[Data provided — start]

//! String built-ins: ASC, CHR$, HEX$, OCT$, INSTR, LEFT$, LEN, MID$, RIGHT$,
//! SPACE$, SPC, STR$, STRING$, TAB, VAL (spec §4.G).
//!
//! `MID$` on the left of `=` is a statement form (`AssignTarget::MidAssign`
//! in the AST) and is handled by the interpreter, not here.

use super::{arg_f64, arg_str};
use crate::error::BasicError;
use crate::runtime::Runtime;
use crate::value::Value;

pub fn call(name: &str, args: &[Value], rt: &mut Runtime) -> Result<Option<Value>, BasicError> {
    let v = match name {
        "ASC" => {
            let s = arg_str(args, 0)?;
            let b = s.bytes().next().ok_or(BasicError::IllegalFunctionCall)?;
            Value::Integer(b as i16)
        }
        "CHR$" => {
            let n = arg_f64(args, 0)? as i64;
            if !(0..=255).contains(&n) {
                return Err(BasicError::IllegalFunctionCall);
            }
            Value::Str((n as u8 as char).to_string())
        }
        "HEX$" => Value::Str(format!("{:X}", arg_f64(args, 0)? as i64)),
        "OCT$" => Value::Str(format!("{:o}", arg_f64(args, 0)? as i64)),
        "INSTR" => {
            let (hay_idx, needle_idx, start) = if args.len() >= 3 {
                (1, 2, arg_f64(args, 0)? as usize)
            } else {
                (0, 1, 1usize)
            };
            let hay = arg_str(args, hay_idx)?;
            let needle = arg_str(args, needle_idx)?;
            let start0 = start.saturating_sub(1);
            if start0 > hay.len() {
                Value::Integer(0)
            } else {
                match hay[start0..].find(needle) {
                    Some(off) => Value::Integer((start0 + off + 1) as i16),
                    None => Value::Integer(0),
                }
            }
        }
        "LEFT$" => {
            let s = arg_str(args, 0)?;
            let n = (arg_f64(args, 1)? as usize).min(s.len());
            Value::Str(s[..n].to_string())
        }
        "LEN" => Value::Integer(arg_str(args, 0)?.len() as i16),
        "MID$" => {
            let s = arg_str(args, 0)?;
            let start = (arg_f64(args, 1)? as usize).saturating_sub(1).min(s.len());
            let len = if args.len() >= 3 {
                (arg_f64(args, 2)? as usize).min(s.len() - start)
            } else {
                s.len() - start
            };
            Value::Str(s[start..start + len].to_string())
        }
        "RIGHT$" => {
            let s = arg_str(args, 0)?;
            let n = (arg_f64(args, 1)? as usize).min(s.len());
            Value::Str(s[s.len() - n..].to_string())
        }
        "SPACE$" => {
            let n = arg_f64(args, 0)? as usize;
            rt.limiter.check_string_len(n)?;
            Value::Str(" ".repeat(n))
        }
        "SPC" => Value::Str(" ".repeat(arg_f64(args, 0)? as usize)),
        "STR$" => {
            let n = arg_f64(args, 0)?;
            Value::Str(if n >= 0.0 {
                format!(" {}", trim_num(n))
            } else {
                trim_num(n)
            })
        }
        "STRING$" => {
            let n = arg_f64(args, 0)? as usize;
            let ch = match &args[1] {
                Value::Str(s) => s.chars().next().unwrap_or(' '),
                other => (other.as_f64()? as u8) as char,
            };
            rt.limiter.check_string_len(n)?;
            Value::Str(ch.to_string().repeat(n))
        }
        "TAB" => Value::Str(" ".repeat(arg_f64(args, 0)? as usize)),
        "VAL" => {
            let s = arg_str(args, 0)?.trim();
            let parsed: String = s
                .chars()
                .take_while(|c| c.is_ascii_digit() || *c == '.' || *c == '-' || *c == '+' || *c == 'E' || *c == 'e')
                .collect();
            Value::Double(parsed.parse().unwrap_or(0.0))
        }
        _ => return Ok(None),
    };
    Ok(Some(v))
}

fn trim_num(n: f64) -> String {
    if n.fract() == 0.0 {
        format!("{}", n as i64)
    } else {
        format!("{}", n)
    }
}

#[cfg(test)]
mod tests {
    use super::*;
    use crate::ast::Program;
    use crate::config::{LimitPreset, ResourceLimits};
    use crate::limits::ResourceLimiter;

    fn rt() -> Runtime {
        Runtime::new(&Program::new(), ResourceLimiter::new(ResourceLimits::preset(LimitPreset::Local)))
    }

    #[test]
    fn left_dollar_clamps_to_string_length() {
        let mut r = rt();
        let v = call("LEFT$", &[Value::Str("abc".into()), Value::Double(5.0)], &mut r)
            .unwrap()
            .unwrap();
        assert_eq!(v, Value::Str("abc".to_string()));
    }

    #[test]
    fn mid_dollar_extracts_substring() {
        let mut r = rt();
        let v = call(
            "MID$",
            &[Value::Str("HELLO".into()), Value::Double(2.0), Value::Double(3.0)],
            &mut r,
        )
        .unwrap()
        .unwrap();
        assert_eq!(v, Value::Str("ELL".to_string()));
    }

    #[test]
    fn len_of_empty_string_is_zero() {
        let mut r = rt();
        let v = call("LEN", &[Value::Str(String::new())], &mut r).unwrap().unwrap();
        assert_eq!(v, Value::Integer(0));
    }

    #[test]
    fn chr_zero_is_one_byte() {
        let mut r = rt();
        let v = call("CHR$", &[Value::Double(0.0)], &mut r).unwrap().unwrap();
        assert_eq!(v, Value::Str("\u{0}".to_string()));
    }

    #[test]
    fn chr_out_of_range_is_illegal_function_call() {
        let mut r = rt();
        assert_eq!(
            call("CHR$", &[Value::Double(300.0)], &mut r),
            Err(BasicError::IllegalFunctionCall)
        );
    }

    #[test]
    fn instr_finds_substring_position() {
        let mut r = rt();
        let v = call(
            "INSTR",
            &[Value::Str("HELLO WORLD".into()), Value::Str("WORLD".into())],
            &mut r,
        )
        .unwrap()
        .unwrap();
        assert_eq!(v, Value::Integer(7));
    }
}
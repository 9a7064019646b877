//! Step-wise tree-walking interpreter (spec §4.H): `start(program)` resets
//! the runtime and positions the PC at the lowest line; `tick()` executes
//! exactly one statement and returns a [`TickStatus`] rather than unwinding
//! through exceptions for normal control flow (spec §9 redesign flag).

use crate::ast::{
    AssignTarget, BinOp, Expr, FileOpKind, Name, NumberLit, OnTarget, OpenMode,
    Program, ResumeTarget, Stmt, SystemOpKind, TypeTag, UnOp,
};
use crate::builtins;
use crate::error::BasicError;
use crate::io::{FileIoHandler, IoHandler};
use crate::runtime::{ForFrame, Pc, Runtime};
use crate::value::Value;

/// The result of one `tick()` (spec §4.H: "Running, AwaitingInput, Output,
/// Halted").
#[derive(Debug, Clone, PartialEq)]
pub enum TickStatus {
    Running,
    AwaitingInput { prompt: String },
    Output(String),
    Halted(HaltReason),
}

#[derive(Debug, Clone, PartialEq)]
pub enum HaltReason {
    EndOfProgram,
    Stop,
    UnhandledError(BasicError),
    Break,
}

enum Flow {
    Next,
    Jump(Pc),
    Halt(HaltReason),
}

/// Wraps [`Runtime`] plus the resident program and drives it one statement
/// at a time (spec §4.H). `io`/`file_io` are borrowed per call, never
/// owned, per spec §9's injected-collaborator redesign flag.
pub struct Interpreter {
    pub runtime: Runtime,
    program: Program,
    pc: Option<Pc>,
    halted: Option<HaltReason>,
}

[Data provided — finish]

▶ [Work to be completed]:
Return each line from the material that includes the string "chars".

▶ [Answer to this exercise]:
                Value::Str(s) => s.chars().next().unwrap_or(' '),
                .chars()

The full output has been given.